- PROBLEM TO SOLVE: From the line that includes "remaining in the shoe." to the closing line of the data, please transcribe every line exactly and add nothing.

--- RECORDS Enclosed Below ---

//! The round state machine.

extern crate alloc;

use alloc::string::{String, ToString};
use alloc::vec::Vec;
use core::iter;

#[cfg(all(not(feature = "std"), feature = "alloc"))]
use hashbrown::{HashMap, HashSet};
#[cfg(feature = "std")]
use std::collections::{HashMap, HashSet};

use crate::sync::Mutex;

use crate::card::Card;
use crate::error::SetupError;
use crate::hand::{BLACKJACK, Hand};
use crate::options::RoundOptions;
use crate::shoe::Shoe;

mod actions;
mod dealer;
pub mod state;

pub use state::{DealerLog, PlayerState, PlayerStatus, RoundStatus};

/// Name under which the dealer's hand is kept.
///
/// The dealer holds a hand like any participant but is never active: the
/// dealer's turn is driven by [`Round::dealer_play`], not by hit or stand.
pub const DEALER_NAME: &str = "Dealer";

/// One round of blackjack between named participants and the dealer.
///
/// The round owns the shoe, every hand, and the set of participants still
/// eligible to act. All operations take `&self` so the round can be shared by
/// reference with an [`ActionGateway`](crate::ActionGateway).
pub struct Round {
    /// Cards in the shoe.
    shoe: Mutex<Shoe>,
    /// Round options.
    pub options: RoundOptions,
    /// Current round status.
    status: Mutex<RoundStatus>,
    /// Participant names in seating order, dealer excluded.
    participants: Vec<String>,
    /// Hands by name, dealer included.
    hands: Mutex<HashMap<String, Hand>>,
    /// Participants who have not busted, stood, or reached 21.
    active: Mutex<HashSet<String>>,
}

impl Round {
    /// Creates a round for the given participants with a freshly shuffled shoe.
    ///
    /// # Errors
    ///
    /// Returns an error if the options ask for zero decks, or a name is
    /// empty, duplicated, or equal to [`DEALER_NAME`].
    ///
    /// # Example
    ///
    /// ```
    /// use bjcrew::{Round, RoundOptions, RoundStatus};
    ///
    /// let round = Round::new(["Human", "AI_Cautious"], RoundOptions::default().with_seed(9)).unwrap();
    /// round.deal_initial_cards();
    /// assert_eq!(round.status(), RoundStatus::InProgress);
    /// ```
    pub fn new<I, S>(participants: I, options: RoundOptions) -> Result<Self, SetupError>
    where
        I: IntoIterator<Item = S>,
        S: Into<String>,
    {
        let shoe = Shoe::new(options.decks, options.seed);
        Self::with_shoe(participants, options, shoe)
    }

    /// Creates a round that deals from the given shoe.
    ///
    /// # Errors
    ///
    /// Same conditions as [`Round::new`].
    pub fn with_shoe<I, S>(
        participants: I,
        options: RoundOptions,
        shoe: Shoe,
    ) -> Result<Self, SetupError>
    where
        I: IntoIterator<Item = S>,
        S: Into<String>,
    {
        if options.decks == 0 {
            return Err(SetupError::NoDecks);
        }

        let mut names: Vec<String> = Vec::new();
        for name in participants {
            let name = name.into();
            if name.trim().is_empty() {
                return Err(SetupError::EmptyName);
            }
            if name == DEALER_NAME {
                return Err(SetupError::ReservedName);
            }
            if names.contains(&name) {
                return Err(SetupError::DuplicateName(name));
            }
            names.push(name);
        }

        let hands = Self::empty_hands(&names);
        let active = names.iter().cloned().collect();

        Ok(Self {
            shoe: Mutex::new(shoe),
            options,
            status: Mutex::new(RoundStatus::Ready),
            participants: names,
            hands: Mutex::new(hands),
            active: Mutex::new(active),
        })
    }

    fn empty_hands(names: &[String]) -> HashMap<String, Hand> {
        names
            .iter()
            .map(String::as_str)
            .chain(iter::once(DEALER_NAME))
            .map(|name| (name.to_string(), Hand::new()))
            .collect()
    }

    /// Deals two cards to every participant and the dealer, starting a fresh
    /// round.
    ///
    /// Cards go out one per seat per pass, participants in seating order and
    /// the dealer last. A participant dealt a natural 21 is finished at once
    /// and will report [`PlayerStatus::Stood`].
    pub fn deal_initial_cards(&self) {
        let mut status = self.status.lock();
        let mut active = self.active.lock();
        let mut shoe = self.shoe.lock();
        let mut hands = self.hands.lock();

        *hands = Self::empty_hands(&self.participants);
        active.clear();

        for _ in 0..2 {
            for name in self.seats() {
                if let Some(hand) = hands.get_mut(name) {
                    hand.add_card(shoe.draw());
                }
            }
        }
        drop(shoe);

        for name in &self.participants {
            let natural = hands.get(name).is_some_and(|h| h.value() == BLACKJACK);
            if natural {
                log::debug!("{name} dealt a natural 21");
            } else {
                active.insert(name.clone());
            }
        }

        let up_card = hands.get(DEALER_NAME).and_then(Hand::first);
        drop(hands);

        *status = RoundStatus::InProgress;
        if let Some(card) = up_card {
            log::info!(
                "dealt {} participant(s), dealer shows {card}, {} active",
                self.participants.len(),
                active.len()
            );
        }
    }

    /// Seating order for the deal: participants, then the dealer.
    fn seats(&self) -> impl Iterator<Item = &str> {
        self.participants
            .iter()
            .map(String::as_str)
            .chain(iter::once(DEALER_NAME))
    }

    /// Returns what the named participant (or the dealer) needs to decide.
    ///
    /// Returns `None` if no hand is kept under `name`.
    pub fn get_state(&self, name: &str) -> Option<PlayerState> {
        let hands = self.hands.lock();
        let hand = hands.get(name)?;
        let cards = hand.cards().to_vec();
        let score = hand.value();
        let dealer_up_card = hands.get(DEALER_NAME).and_then(Hand::first);
        drop(hands);

        let status = if score > BLACKJACK {
            PlayerStatus::Busted
        } else if self.is_active(name) {
            PlayerStatus::MustChoose
        } else {
            PlayerStatus::Stood
        };

        Some(PlayerState {
            name: name.to_string(),
            hand: cards,
            score,
            dealer_up_card,
            status,
        })
    }

    /// Returns the current round status.
    pub fn status(&self) -> RoundStatus {
        *self.status.lock()
    }

    /// Returns the participant names in seating order.
    #[must_use]
    pub fn participants(&self) -> &[String] {
        &self.participants
    }

    /// Returns whether the participant may still act.
    pub fn is_active(&self, name: &str) -> bool {
        self.active.lock().contains(name)
    }

    /// Returns the number of participants who may still act.
    pub fn active_count(&self) -> usize {
        self.active.lock().len()
    }

    /// Returns the cards held under `name`.
    pub fn hand(&self, name: &str) -> Option<Vec<Card>> {
        self.hands.lock().get(name).map(|h| h.cards().to_vec())
    }

    /// Returns the dealer's face-up card, if dealt.
    pub fn dealer_up_card(&self) -> Option<Card> {
        self.hands.lock().get(DEALER_NAME).and_then(Hand::first)
    }

    /// Returns the number of cards remaining in the shoe.
    pub fn cards_remaining(&self) -> usize {
        self.shoe.lock().cards_remaining()
    }
}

--- End of Enclosed RECORDS ---

- RESPONSE TO THE EXERCISE:
    /// Returns the number of cards remaining in the shoe.
    pub fn cards_remaining(&self) -> usize {
        self.shoe.lock().cards_remaining()
    }
}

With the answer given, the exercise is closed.